Guilherme Casarões – O Estado de São Paulo – 18/07/22
Professor de Ciência Política e Relações Internacionais da Fundação Getúlio Vargas, Guilherme Casarões comenta a reunião na qual o presidente Jair Bolsonaro expôs a embaixadores e diplomatas sua estratégia golpista de desacreditar o sistema eleitoral por meio de uma profusão de mentiras.
“O ataque escancarado às instituições democráticas não trouxe nenhuma novidade, mas abriu duas novas frentes na rota de subversão das eleições deste ano. Primeiro, ao formalizar seu pacote de inverdades políticas a representantes estrangeiros, o presidente obriga governos a incluir em suas comunicações diplomáticas a versão de Bolsonaro, que até agora vinha sendo tratada como caricata (e irrelevante) bravata de campanha.

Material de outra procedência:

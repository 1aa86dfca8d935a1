//! Typed client for the volunteer platform API.
//!
//! Every call goes through [`ApiClient::send`], which
//! - attaches the default headers and, for authenticated routes, the bearer token;
//! - clears the session on a 401 from an authenticated route;
//! - maps non-2xx answers to [`ApiError::Rejected`] with the body untouched;
//!   [`ApiError::user_message`] decides whether the body is fit to show.
//!
//! Nothing is retried. A failed call is reported once and the user re-triggers it.

use serde::Serialize;
use serde::de::DeserializeOwned;

use super::endpoint::Endpoint;
use super::transport::{ApiRequest, Transport};
use crate::config::ApiConfig;
use crate::error::ApiError;
use crate::model::auth::{
    Credentials, LoginResponse, LogoutBody, OrganizationRegistration, OrganizationSignupBody,
    RegisterResponse, VolunteerRegistration,
};
use crate::model::community::{
    Comment, CommunityPost, LikeResponse, NewCommentBody, NewPost, PostId,
};
use crate::model::leaderboard::{LeaderboardEntry, rank_entries};
use crate::model::opportunity::{CreateOpportunityBody, NewOpportunity, Opportunity, OpportunityId};
use crate::model::organization::{
    OrganizationProfile, OrganizationProfileUpdate, RecommendationsEnvelope, RecommendedVolunteer,
};
use crate::model::profile::{Profile, ProfileUpdate};
use crate::session::{Role, Session, SessionContext, SessionStore};

pub struct ApiClient<T, S> {
    config: ApiConfig,
    transport: T,
    session: SessionContext<S>,
}

impl<T: Transport, S: SessionStore> ApiClient<T, S> {
    pub fn new(config: ApiConfig, transport: T, store: S) -> Self {
        Self {
            config,
            transport,
            session: SessionContext::new(store),
        }
    }

    pub fn config(&self) -> &ApiConfig {
        &self.config
    }

    pub fn session(&self) -> &SessionContext<S> {
        &self.session
    }

    pub fn transport(&self) -> &T {
        &self.transport
    }

    fn build_request(&self, endpoint: Endpoint, body: Option<String>) -> ApiRequest {
        let mut headers = self.config.default_headers.clone();
        if endpoint.requires_auth() {
            if let Some(token) = self.session.access_token() {
                headers.push(("Authorization".to_string(), format!("Bearer {token}")));
            }
        }
        ApiRequest {
            method: endpoint.method(),
            url: self.config.url(&endpoint.path()),
            headers,
            body,
        }
    }

    /// Sends one request and returns the raw body of a 2xx answer.
    async fn send(&self, endpoint: Endpoint, body: Option<String>) -> Result<String, ApiError> {
        let request = self.build_request(endpoint, body);
        log::debug!("{} {}", request.method, request.url);

        let response = self.transport.send(request).await.inspect_err(|err| {
            log::warn!("{} {} failed: {err}", endpoint.method(), endpoint.path());
        })?;

        if response.is_success() {
            return Ok(response.body);
        }

        log::warn!(
            "{} {} answered {}",
            endpoint.method(),
            endpoint.path(),
            response.status
        );
        if response.status == 401 && endpoint.requires_auth() {
            self.session.clear();
            return Err(ApiError::Unauthorized);
        }
        Err(ApiError::Rejected {
            status: response.status,
            body: response.body,
        })
    }

    async fn fetch<R: DeserializeOwned>(
        &self,
        endpoint: Endpoint,
        body: Option<String>,
    ) -> Result<R, ApiError> {
        let text = self.send(endpoint, body).await?;
        decode(&text)
    }

    // --- opportunities -------------------------------------------------------

    pub async fn list_opportunities(&self) -> Result<Vec<Opportunity>, ApiError> {
        self.fetch(Endpoint::ListOpportunities, None).await
    }

    pub async fn create_opportunity(
        &self,
        opportunity: &NewOpportunity,
    ) -> Result<Opportunity, ApiError> {
        let body = encode(&CreateOpportunityBody {
            opportunity,
            volunteers_registered: 0,
        })?;
        self.fetch(Endpoint::CreateOpportunity, Some(body)).await
    }

    pub async fn apply(&self, id: OpportunityId) -> Result<(), ApiError> {
        self.send(Endpoint::Apply(id), None).await.map(|_| ())
    }

    pub async fn withdraw(&self, id: OpportunityId) -> Result<(), ApiError> {
        self.send(Endpoint::Withdraw(id), None).await.map(|_| ())
    }

    // --- auth ----------------------------------------------------------------

    /// Volunteer login. Accounts of any other type are refused and nothing is stored.
    pub async fn login(&self, credentials: &Credentials) -> Result<LoginResponse, ApiError> {
        let response: LoginResponse = self
            .fetch(Endpoint::Login, Some(encode(credentials)?))
            .await?;

        if response.user_type.as_deref() != Some(Role::Volunteer.as_str()) {
            return Err(ApiError::WrongRole(
                "This account is not registered as a volunteer".to_string(),
            ));
        }

        self.session.set_session(Some(Session::new(
            response.access.clone(),
            response.refresh.clone(),
            Role::Volunteer,
        )));
        Ok(response)
    }

    pub async fn login_organization(
        &self,
        credentials: &Credentials,
    ) -> Result<LoginResponse, ApiError> {
        let response: LoginResponse = self
            .fetch(Endpoint::LoginOrganization, Some(encode(credentials)?))
            .await?;

        self.session.set_session(Some(Session::new(
            response.access.clone(),
            response.refresh.clone(),
            Role::Organization,
        )));
        Ok(response)
    }

    pub async fn register(
        &self,
        registration: &VolunteerRegistration,
    ) -> Result<RegisterResponse, ApiError> {
        let response: RegisterResponse = self
            .fetch(Endpoint::Register, Some(encode(registration)?))
            .await?;

        self.session.set_session(Some(Session::new(
            response.token.clone(),
            response.refresh.clone(),
            Role::Volunteer,
        )));
        Ok(response)
    }

    pub async fn register_organization(
        &self,
        registration: &OrganizationRegistration,
    ) -> Result<RegisterResponse, ApiError> {
        let body = encode(&OrganizationSignupBody {
            registration,
            username: &registration.email,
        })?;
        let response: RegisterResponse =
            self.fetch(Endpoint::RegisterOrganization, Some(body)).await?;

        self.session.set_session(Some(Session::new(
            response.token.clone(),
            response.refresh.clone(),
            Role::Organization,
        )));
        Ok(response)
    }

    /// Revokes the refresh token when one is held, then clears the session
    /// whatever the server said.
    pub async fn logout(&self) {
        if let Some(refresh) = self.session.refresh_token() {
            let result = match encode(&LogoutBody { refresh: &refresh }) {
                Ok(body) => self.send(Endpoint::Logout, Some(body)).await.map(|_| ()),
                Err(err) => Err(err),
            };
            if let Err(err) = result {
                log::warn!("logout request failed, clearing session anyway: {err}");
            }
        }
        self.session.clear();
    }

    // --- profiles ------------------------------------------------------------

    /// Fails with [`ApiError::NotAuthenticated`] without a request when no
    /// credential is stored.
    pub async fn profile(&self) -> Result<Profile, ApiError> {
        if !self.session.is_authenticated() {
            return Err(ApiError::NotAuthenticated);
        }
        self.fetch(Endpoint::Profile, None).await
    }

    /// Patches the profile and reads it back.
    ///
    /// Once the patch has landed the call counts as a success: a failed
    /// re-read yields `Ok(None)` so the caller does not resend the write.
    /// Only a lost session is still reported as an error.
    pub async fn update_profile(
        &self,
        update: &ProfileUpdate,
    ) -> Result<Option<Profile>, ApiError> {
        self.send(Endpoint::UpdateProfile, Some(encode(update)?))
            .await?;
        match self.profile().await {
            Ok(profile) => Ok(Some(profile)),
            Err(err) if err.requires_login() => Err(err),
            Err(err) => {
                log::warn!("profile saved but re-read failed: {err}");
                Ok(None)
            }
        }
    }

    pub async fn organization_profile(&self) -> Result<OrganizationProfile, ApiError> {
        self.fetch(Endpoint::OrganizationProfile, None).await
    }

    pub async fn update_organization_profile(
        &self,
        update: &OrganizationProfileUpdate,
    ) -> Result<OrganizationProfile, ApiError> {
        self.fetch(Endpoint::UpdateOrganizationProfile, Some(encode(update)?))
            .await
    }

    /// Suggestions are best effort: failures and "nothing to suggest"
    /// answers both come back as an empty list.
    pub async fn recommended_volunteers(&self) -> Vec<RecommendedVolunteer> {
        match self
            .fetch::<RecommendationsEnvelope>(Endpoint::RecommendedVolunteers, None)
            .await
        {
            Ok(envelope) => envelope.volunteers.unwrap_or_default(),
            Err(err) => {
                log::warn!("recommended volunteers unavailable: {err}");
                Vec::new()
            }
        }
    }

    // --- leaderboard ---------------------------------------------------------

    pub async fn leaderboard(&self) -> Result<Vec<LeaderboardEntry>, ApiError> {
        let entries = self.fetch(Endpoint::Leaderboard, None).await?;
        Ok(rank_entries(entries))
    }

    // --- community -----------------------------------------------------------

    pub async fn community_posts(&self) -> Result<Vec<CommunityPost>, ApiError> {
        self.fetch(Endpoint::CommunityPosts, None).await
    }

    pub async fn create_post(&self, post: &NewPost) -> Result<CommunityPost, ApiError> {
        self.fetch(Endpoint::CreateCommunityPost, Some(encode(post)?))
            .await
    }

    pub async fn like_post(&self, id: PostId) -> Result<LikeResponse, ApiError> {
        self.fetch(Endpoint::LikePost(id), None).await
    }

    pub async fn post_comments(&self, id: PostId) -> Result<Vec<Comment>, ApiError> {
        self.fetch(Endpoint::PostComments(id), None).await
    }

    pub async fn create_comment(&self, id: PostId, content: &str) -> Result<Comment, ApiError> {
        let body = encode(&NewCommentBody { content })?;
        self.fetch(Endpoint::CreateComment(id), Some(body)).await
    }
}

fn encode<B: Serialize + ?Sized>(body: &B) -> Result<String, ApiError> {
    serde_json::to_string(body).map_err(|err| ApiError::Encode(err.to_string()))
}

fn decode<R: DeserializeOwned>(text: &str) -> Result<R, ApiError> {
    serde_json::from_str(text).map_err(|err| ApiError::Decode(err.to_string()))
}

Segundo, ao internacionalizar a narrativa de vulnerabilidade eleitoral, Bolsonaro tenta criar obstáculos para que países reconheçam automaticamente o resultado das urnas, em caso de vitória do ex-presidente Lula. Ao semear dúvida sobre um processo que nunca foi questionado e que segue sem razões para ser colocado em xeque, quer-se, unicamente, protelar uma eventual transição de mandatário num contexto democrático.
Nessa celebração solene do golpe preventivo encabeçado pelo presidente, articulado por seus asseclas fardados e referendado pelo servil chanceler, os embaixadores estrangeiros, instados a comparecer por dever de ofício, serviram de meros amplificadores de uma teoria conspiratória que, até aqui, estava restrita aos círculos bolsonaristas nas redes sociais e no WhatsApp.
Pouco importa se os interlocutores dão crédito à versão do governo. O cerne desse lamentável roteiro envolve impor todo tipo de constrangimento – jurídico, político e agora diplomático – ao transcurso normal das eleições presidenciais.
Bolsonaro sabe que dificilmente alguma liderança estrangeira deixará de reconhecer o resultado das urnas no Brasil e a legitimidade de um novo presidente. Portanto, diante de uma possível derrota, a melhor estratégia é impedir que as eleições ocorram, nem que seja por meio de sucessivos crimes de responsabilidade. Até outubro, o presidente seguirá jogando pedras no caminho das eleições. Cada nova oportunidade de fazê-lo, como hoje, é uma vitória para Bolsonaro – e uma derrota para a democracia.”